Guns, Trump, and the Theater of the People

Full disclosure: this piece is a repost from my Facebook page. I stumbled across the above photo of Donald Trump on Creative Commons, though, and it was too good not to share. Enjoy.


Politics drives this ship called America; where did all the people go?

The chief politician cried, lamented the death of child, after child, after child, after child (shall I go on ad naseum?) good and proper. His tears were criticized, some calling them showmanship,or theatrical, or brought on by a fingertip's worth of Ben Gay. His critics questioned whether his emotions were genuine, while this question kept needling my noodle: how many of us shed a single tear for Charlotte Bacon, Daniel Barden, Rachel Davino, Olivia Engel, Josephine Gay, Ana M. Marquez-Greene, Dylan Hockley, Dawn Hochsprung, Madeleine F. Hsu, Catherine V. Hubbard, Chase Kowalski, Jesse Lewis, James Mattioli , Grace McDonnell, Anne Marie Murphy, Emilie Parker, Jack Pinto, Noah Pozner, Caroline Previdi, Jessica Rekos, Avielle Richman, Lauren Rousseau, Mary Sherlach, Victoria Soto, Benjamin Wheeler, or Allison N. Wyatt? And what if our President's tears were just a lousy piece of back-alley theater? Don't these children deserve all the tears we can muster?

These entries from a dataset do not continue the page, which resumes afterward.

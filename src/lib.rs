//! A small Brainfuck compiler and stepping debugger.
//!
//! Source text is compiled in one pass into a [`Program`]: runs of `+`/`-`
//! and `<`/`>` are folded into single counted instructions and every
//! `[`/`]` pair is resolved to relative jump offsets. An [`Engine`] then
//! executes the program against a [`Tape`].
//!
//! Features and behaviors:
//! - Tape starts with 10 zeroed cells and grows to the right on demand.
//! - Moving left of cell 0 is an error ([`EngineError::OutOfBoundsLeft`]).
//! - Cells wrap modulo 256.
//! - Input `,` reads one byte from the input provider (stdin by default);
//!   on EOF the current cell is set to 0.
//! - Output `.` writes the current cell as a raw byte.
//! - `!` in the source sets a breakpoint on the next instruction. Breakpoints
//!   suspend `run`/`execute` only while debug mode is on.
//! - Characters outside `+-<>.,[]!` are comments.
//!
//! Quick start:
//!
//! ```no_run
//! use bfstep::Engine;
//!
//! // Classic "Hello World!" in Brainfuck
//! let code = "++++++++++[>+++++++>++++++++++>+++>+<<<<-]>++.>+.+++++++..+++.>++.<<+++++++++++++++.>.+++.------.--------.>+.>.";
//! let mut bf = Engine::from_source(code).expect("program should compile");
//! bf.run().expect("program should run");
//! println!(); // ensure a trailing newline for readability
//! ```

pub mod cli_util;
pub mod commands;
pub mod compiler;
pub mod config;
pub mod engine;
pub mod logging;
pub mod program;
pub mod repl;
pub mod tape;
mod theme;

pub use compiler::{compile, compile_chars, compile_reader, BracketKind, CompileError};
pub use engine::{BreakpointError, Engine, EngineError, RunOutcome};
pub use program::{Instruction, Program};
pub use tape::{OutOfBoundsLeft, Tape};

#[cfg(test)]
mod tests {
    use super::*;
    use std::cell::RefCell;
    use std::collections::VecDeque;
    use std::rc::Rc;

    fn engine(source: &str) -> (Engine, Rc<RefCell<Vec<u8>>>) {
        let out = Rc::new(RefCell::new(Vec::new()));
        let sink = out.clone();
        let mut engine = Engine::from_source(source).unwrap();
        engine.set_output_sink(move |b| sink.borrow_mut().push(b));
        engine.set_input_provider(|| None);
        (engine, out)
    }

    #[test]
    fn outputs_cells_in_order() {
        let (mut bf, out) = engine("++>+++<.>.");
        assert_eq!(bf.run().unwrap(), RunOutcome::Finished);
        assert_eq!(*out.borrow(), vec![2, 3]);
    }

    #[test]
    fn clear_loop_terminates() {
        let (mut bf, _) = engine("+[-]");
        assert_eq!(bf.run().unwrap(), RunOutcome::Finished);
        assert!(bf.is_finished());
        assert_eq!(bf.tape().cells()[0], 0);
    }

    #[test]
    fn skipped_loop_lands_on_close() {
        let (mut bf, _) = engine("[-]+");
        assert!(!bf.step().unwrap());
        assert_eq!(bf.program_cursor(), 2);
        bf.step().unwrap();
        assert_eq!(bf.program_cursor(), 3);
        bf.run().unwrap();
        assert_eq!(bf.peek(), 1);
    }

    #[test]
    fn nested_loops_multiply() {
        // 3 * 4 into cell 1
        let (mut bf, out) = engine("+++[>++++<-]>.");
        bf.run().unwrap();
        assert_eq!(*out.borrow(), vec![12]);
    }

    #[test]
    fn leftward_first_move_fails_before_mutation() {
        let (mut bf, _) = engine("<+");
        let err = bf.run().unwrap_err();
        assert!(matches!(err, EngineError::OutOfBoundsLeft { ip: 0, cursor: 0, delta: -1 }));
        assert!(bf.tape().cells().iter().all(|&c| c == 0));
        assert_eq!(bf.program_cursor(), 0);
        assert!(!bf.is_finished());
    }

    #[test]
    fn state_is_not_rolled_back_after_failure() {
        let (mut bf, _) = engine("+++>>.<<<");
        assert!(matches!(bf.run(), Err(EngineError::OutOfBoundsLeft { ip: 3, cursor: 2, delta: -3 })));
        assert_eq!(bf.tape().cells()[0], 3);
        assert_eq!(bf.tape().cursor(), 2);
    }

    #[test]
    fn tape_grows_on_demand() {
        let source = ">".repeat(25) + ".";
        let (mut bf, out) = engine(&source);
        bf.run().unwrap();
        assert_eq!(bf.tape().cursor(), 25);
        assert_eq!(*out.borrow(), vec![0]);
    }

    #[test]
    fn input_reads_from_provider_and_eof_is_zero() {
        let input = Rc::new(RefCell::new(VecDeque::from(vec![b'A'])));
        let (mut bf, out) = engine(",.+,.");
        let src = input.clone();
        bf.set_input_provider(move || src.borrow_mut().pop_front());
        bf.run().unwrap();
        assert_eq!(*out.borrow(), vec![b'A', 0]);
    }

    #[test]
    fn breakpoint_suspends_and_resumes() {
        let (mut bf, out) = engine("+.+.+.");
        bf.set_breakpoint(3).unwrap();
        bf.set_debug_mode(true);

        assert_eq!(bf.run().unwrap(), RunOutcome::Breakpoint(3));
        assert!(!bf.is_finished());
        assert_eq!(bf.program_cursor(), 3);
        assert_eq!(*out.borrow(), vec![1]);

        assert_eq!(bf.run().unwrap(), RunOutcome::Finished);
        assert_eq!(*out.borrow(), vec![1, 2, 3]);
    }

    #[test]
    fn breakpoint_inside_loop_hits_every_iteration() {
        let (mut bf, _) = engine("+++[!-]");
        bf.set_debug_mode(true);
        let mut hits = 0;
        while bf.run().unwrap() != RunOutcome::Finished {
            hits += 1;
        }
        assert_eq!(hits, 3);
    }

    #[test]
    fn breakpoints_ignored_without_debug_mode() {
        let (mut bf, _) = engine("+!+!+");
        assert_eq!(bf.run().unwrap(), RunOutcome::Finished);
        assert_eq!(bf.peek(), 3);
    }

    #[test]
    fn step_reports_breakpoint_regardless_of_debug_mode() {
        let (mut bf, _) = engine("+!+");
        assert!(bf.step().unwrap());
    }

    #[test]
    fn execute_stops_after_count() {
        let (mut bf, _) = engine("+++.+.");
        assert_eq!(bf.execute(2).unwrap(), RunOutcome::StepLimit);
        assert_eq!(bf.program_cursor(), 2);
        assert_eq!(bf.execute(10).unwrap(), RunOutcome::Finished);
        assert_eq!(bf.steps(), 4);
    }

    #[test]
    fn execute_honours_breakpoints_in_debug_mode() {
        let (mut bf, _) = engine("+.+.+.");
        bf.set_breakpoint(2).unwrap();
        bf.set_debug_mode(true);
        assert_eq!(bf.execute(100).unwrap(), RunOutcome::Breakpoint(2));
    }

    #[test]
    fn execute_zero_on_unfinished_is_step_limit() {
        let (mut bf, _) = engine("+");
        assert_eq!(bf.execute(0).unwrap(), RunOutcome::StepLimit);
    }

    #[test]
    fn breakpoint_edits_are_validated() {
        let (mut bf, _) = engine("+.");
        assert_eq!(
            bf.set_breakpoint(2),
            Err(BreakpointError::OutOfRange { position: 2, len: 2 })
        );
        assert_eq!(bf.clear_breakpoint(1), Err(BreakpointError::NotSet { position: 1 }));
        bf.set_breakpoint(1).unwrap();
        assert_eq!(bf.breakpoints().collect::<Vec<_>>(), vec![1]);
        bf.clear_breakpoint(1).unwrap();
        assert_eq!(bf.breakpoints().count(), 0);
    }

    #[test]
    fn source_breakpoints_are_loaded() {
        let (bf, _) = engine("+!.");
        assert_eq!(bf.breakpoints().collect::<Vec<_>>(), vec![1]);
    }

    #[test]
    fn reset_keeps_breakpoints() {
        let (mut bf, _) = engine("++>+");
        bf.set_breakpoint(1).unwrap();
        bf.run().unwrap();
        bf.reset();
        assert_eq!(bf.program_cursor(), 0);
        assert_eq!(bf.steps(), 0);
        assert!(bf.tape().cells().iter().all(|&c| c == 0));
        assert_eq!(bf.breakpoints().collect::<Vec<_>>(), vec![1]);
    }

    #[test]
    fn stepping_finished_engine_is_noop() {
        let (mut bf, _) = engine("+");
        bf.run().unwrap();
        assert!(!bf.step().unwrap());
        assert_eq!(bf.steps(), 1);
    }

    #[test]
    fn empty_program_is_finished() {
        let (mut bf, _) = engine("");
        assert!(bf.is_finished());
        assert_eq!(bf.run().unwrap(), RunOutcome::Finished);
    }
}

A church in the Midwest is planning a morning mini-conference relating to the refugee Crisis. "Please don't post anything about the time, location, or individuals sponsoring the event on social media," an email read. "Death threats against those providing refugee assistance necessitates that we keep a low profile." That's when my stomach turned. There are some who'd rather kill a priest than help a Syrian.

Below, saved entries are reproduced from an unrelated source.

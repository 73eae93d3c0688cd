use assert_cmd::Command;
use predicates::prelude::*;

fn cargo_bin() -> Command {
    let mut cmd = Command::cargo_bin("bfstep").unwrap();
    cmd.env("BFSTEP_CONFIG", "/nonexistent/bfstep.toml")
        .env_remove("BFSTEP_MAX_STEPS")
        .env_remove("BFSTEP_INITIAL_CELLS")
        .env_remove("BFSTEP_LOG");
    cmd
}

#[test]
fn listing_shows_merged_runs_and_jump_targets() {
    cargo_bin()
        .args(["compile", "+++--[->>+<<]"])
        .assert()
        .success()
        .stdout(
            predicate::str::contains("ADDR  | BP | INSTR | OPERAND | TARGET")
                .and(predicate::str::contains("0     |    | add   | +1      | \n"))
                .and(predicate::str::contains("1     |    | jz    | +5      | 6"))
                .and(predicate::str::contains("6     |    | jnz   | -5      | 1")),
        )
        .stderr(predicate::str::is_empty());
}

#[test]
fn listing_marks_source_breakpoints() {
    cargo_bin()
        .args(["compile", "+!."])
        .assert()
        .success()
        .stdout(predicate::str::contains("1     | !  | out"));
}

#[test]
fn compile_without_code_is_usage_error() {
    cargo_bin()
        .arg("compile")
        .assert()
        .code(2)
        .stderr(predicate::str::contains("Usage:"));
}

A man takes the stage in Iowa, tells us that his grand strategy for making America great again is to build a wall to the heavens. Up, up, up it will go, and perhaps it will not be high enough to reach God, but by-God, it will keep out the Muslims and Mexicans. He is a visionary, a frontrunner, some say. He is the great hope of a minority of the majority, say others. He would be a caricature of a caricature were it not for the thousands who chant his name. There was a crowd, once, that chanted the name of Barabbas. It bears saying.

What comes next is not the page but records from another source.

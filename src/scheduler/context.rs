//! Scheduler Context
//!
//! Everything hydrations share for one page session: the cache, the fetch
//! queue, the admission ledger and the visibility source. Create one per
//! session and dispose of it on teardown.

use std::fmt;
use std::sync::atomic::{AtomicBool, AtomicU64, Ordering};
use std::sync::Arc;

use serde::Serialize;
use tracing::info;

use crate::cache::{CacheStats, CacheStore, Clock, KeyValueStore, MemoryStore, SystemClock};
use crate::config::Config;
use crate::error::Result;
use crate::queue::{FetchQueue, QueueStats};
use crate::resolver::Resolver;
use crate::scheduler::{Hydration, HydrationItem, HydrationLedger, HydrationMode, LedgerStats};
use crate::visibility::{Margin, NeverVisible, VisibilityNotifier};

// == Context Stats ==
/// Combined statistics of one session.
#[derive(Debug, Clone, Serialize)]
pub struct ContextStats {
    pub cache: CacheStats,
    pub queue: QueueStats,
    pub ledger: LedgerStats,
}

// == Scheduler Context ==
pub struct SchedulerContext {
    config: Config,
    cache: Arc<CacheStore>,
    queue: FetchQueue,
    ledger: HydrationLedger,
    visibility: Arc<dyn VisibilityNotifier>,
    next_instance: AtomicU64,
    disposed: AtomicBool,
}

impl fmt::Debug for SchedulerContext {
    fn fmt(&self, f: &mut fmt::Formatter<'_>) -> fmt::Result {
        f.debug_struct("SchedulerContext")
            .field("config", &self.config)
            .field("queue", &self.queue)
            .field("ledger", &self.ledger)
            .field("disposed", &self.is_disposed())
            .finish_non_exhaustive()
    }
}

impl SchedulerContext {
    // == Create ==
    /// Creates a context with in-memory storage, the system clock and no
    /// visibility source.
    pub fn create(config: Config, resolver: Arc<dyn Resolver>) -> Result<Arc<Self>> {
        Self::builder(config, resolver).create()
    }

    /// Starts a builder for a context with custom capabilities.
    pub fn builder(config: Config, resolver: Arc<dyn Resolver>) -> SchedulerContextBuilder {
        SchedulerContextBuilder {
            config,
            resolver,
            storage: None,
            clock: None,
            visibility: None,
        }
    }

    // == Hydrate ==
    /// Mounts a new hydration for `items`.
    ///
    /// Cache hits are published before this returns. In eager mode every
    /// remaining key is requested immediately; in lazy mode each waits for
    /// its element to become visible. Lazy mode must be called from within
    /// a Tokio runtime.
    pub fn hydrate<I>(self: &Arc<Self>, items: I, mode: HydrationMode) -> Hydration
    where
        I: IntoIterator,
        I::Item: HydrationItem,
    {
        let id = self.next_instance.fetch_add(1, Ordering::SeqCst);
        let hydration = Hydration::mount(self.clone(), id, mode);
        hydration.extend(items);
        hydration
    }

    // == Dispose ==
    /// Tears the session down: no new lookups start and queued ones are dropped.
    ///
    /// Lookups already running finish and land in the cache and their
    /// hydrations; dropped ones are released from the ledger. Mounted
    /// hydrations keep serving what they already have.
    pub fn dispose(&self) {
        if self.disposed.swap(true, Ordering::SeqCst) {
            return;
        }
        self.queue.shutdown();
        let ledger = self.ledger.stats();
        info!(
            hydrations = ledger.hydration_count,
            keys = ledger.hydrated_keys,
            "Scheduler context disposed"
        );
    }

    pub fn is_disposed(&self) -> bool {
        self.disposed.load(Ordering::SeqCst)
    }

    pub fn cache(&self) -> &CacheStore {
        &self.cache
    }

    pub fn ledger(&self) -> &HydrationLedger {
        &self.ledger
    }

    pub fn config(&self) -> &Config {
        &self.config
    }

    pub(crate) fn queue(&self) -> &FetchQueue {
        &self.queue
    }

    pub(crate) fn visibility(&self) -> &dyn VisibilityNotifier {
        self.visibility.as_ref()
    }

    pub(crate) fn visibility_margin(&self) -> Margin {
        Margin(self.config.visibility_margin)
    }

    // == Stats ==
    pub fn stats(&self) -> ContextStats {
        ContextStats {
            cache: self.cache.snapshot_stats(),
            queue: self.queue.stats(),
            ledger: self.ledger.stats(),
        }
    }
}

// == Builder ==
pub struct SchedulerContextBuilder {
    config: Config,
    resolver: Arc<dyn Resolver>,
    storage: Option<Arc<dyn KeyValueStore>>,
    clock: Option<Arc<dyn Clock>>,
    visibility: Option<Arc<dyn VisibilityNotifier>>,
}

impl SchedulerContextBuilder {
    /// Backing storage for the cache (default: in-memory).
    pub fn storage(mut self, storage: Arc<dyn KeyValueStore>) -> Self {
        self.storage = Some(storage);
        self
    }

    /// Time source for cache entries (default: system clock).
    pub fn clock(mut self, clock: Arc<dyn Clock>) -> Self {
        self.clock = Some(clock);
        self
    }

    /// Visibility source for lazy hydration (default: nothing becomes visible).
    pub fn visibility(mut self, visibility: Arc<dyn VisibilityNotifier>) -> Self {
        self.visibility = Some(visibility);
        self
    }

    // == Create ==
    /// Validates the configuration and starts the fetch workers.
    ///
    /// Must be called from within a Tokio runtime.
    pub fn create(self) -> Result<Arc<SchedulerContext>> {
        self.config.validate()?;

        let storage: Arc<dyn KeyValueStore> = match self.storage {
            Some(storage) => storage,
            None => Arc::new(MemoryStore::new()),
        };
        let clock: Arc<dyn Clock> = match self.clock {
            Some(clock) => clock,
            None => Arc::new(SystemClock),
        };
        let visibility: Arc<dyn VisibilityNotifier> = match self.visibility {
            Some(visibility) => visibility,
            None => Arc::new(NeverVisible),
        };

        let cache = Arc::new(CacheStore::from_config(&self.config, storage, clock));
        let queue = FetchQueue::start(self.config.max_concurrent, self.resolver, cache.clone());
        let ledger = HydrationLedger::new(self.config.max_hydrate_limit);

        info!(
            max_concurrent = self.config.max_concurrent,
            max_hydrate_limit = self.config.max_hydrate_limit,
            success_ttl = self.config.success_ttl,
            failed_ttl = self.config.failed_ttl,
            "Scheduler context created"
        );

        Ok(Arc::new(SchedulerContext {
            config: self.config,
            cache,
            queue,
            ledger,
            visibility,
            next_instance: AtomicU64::new(1),
            disposed: AtomicBool::new(false),
        }))
    }
}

Politics--it's the cigarette of the masses, the chemical burn, the addiction, the time-suck that coats everything black with tar, with theater, with hyperbole, with murder or threats of it. Humanity is in scarce supply; politics is not. Civility is a dinosaur; politics is the family dog.

Politics drives this ship called America; where did all the people go?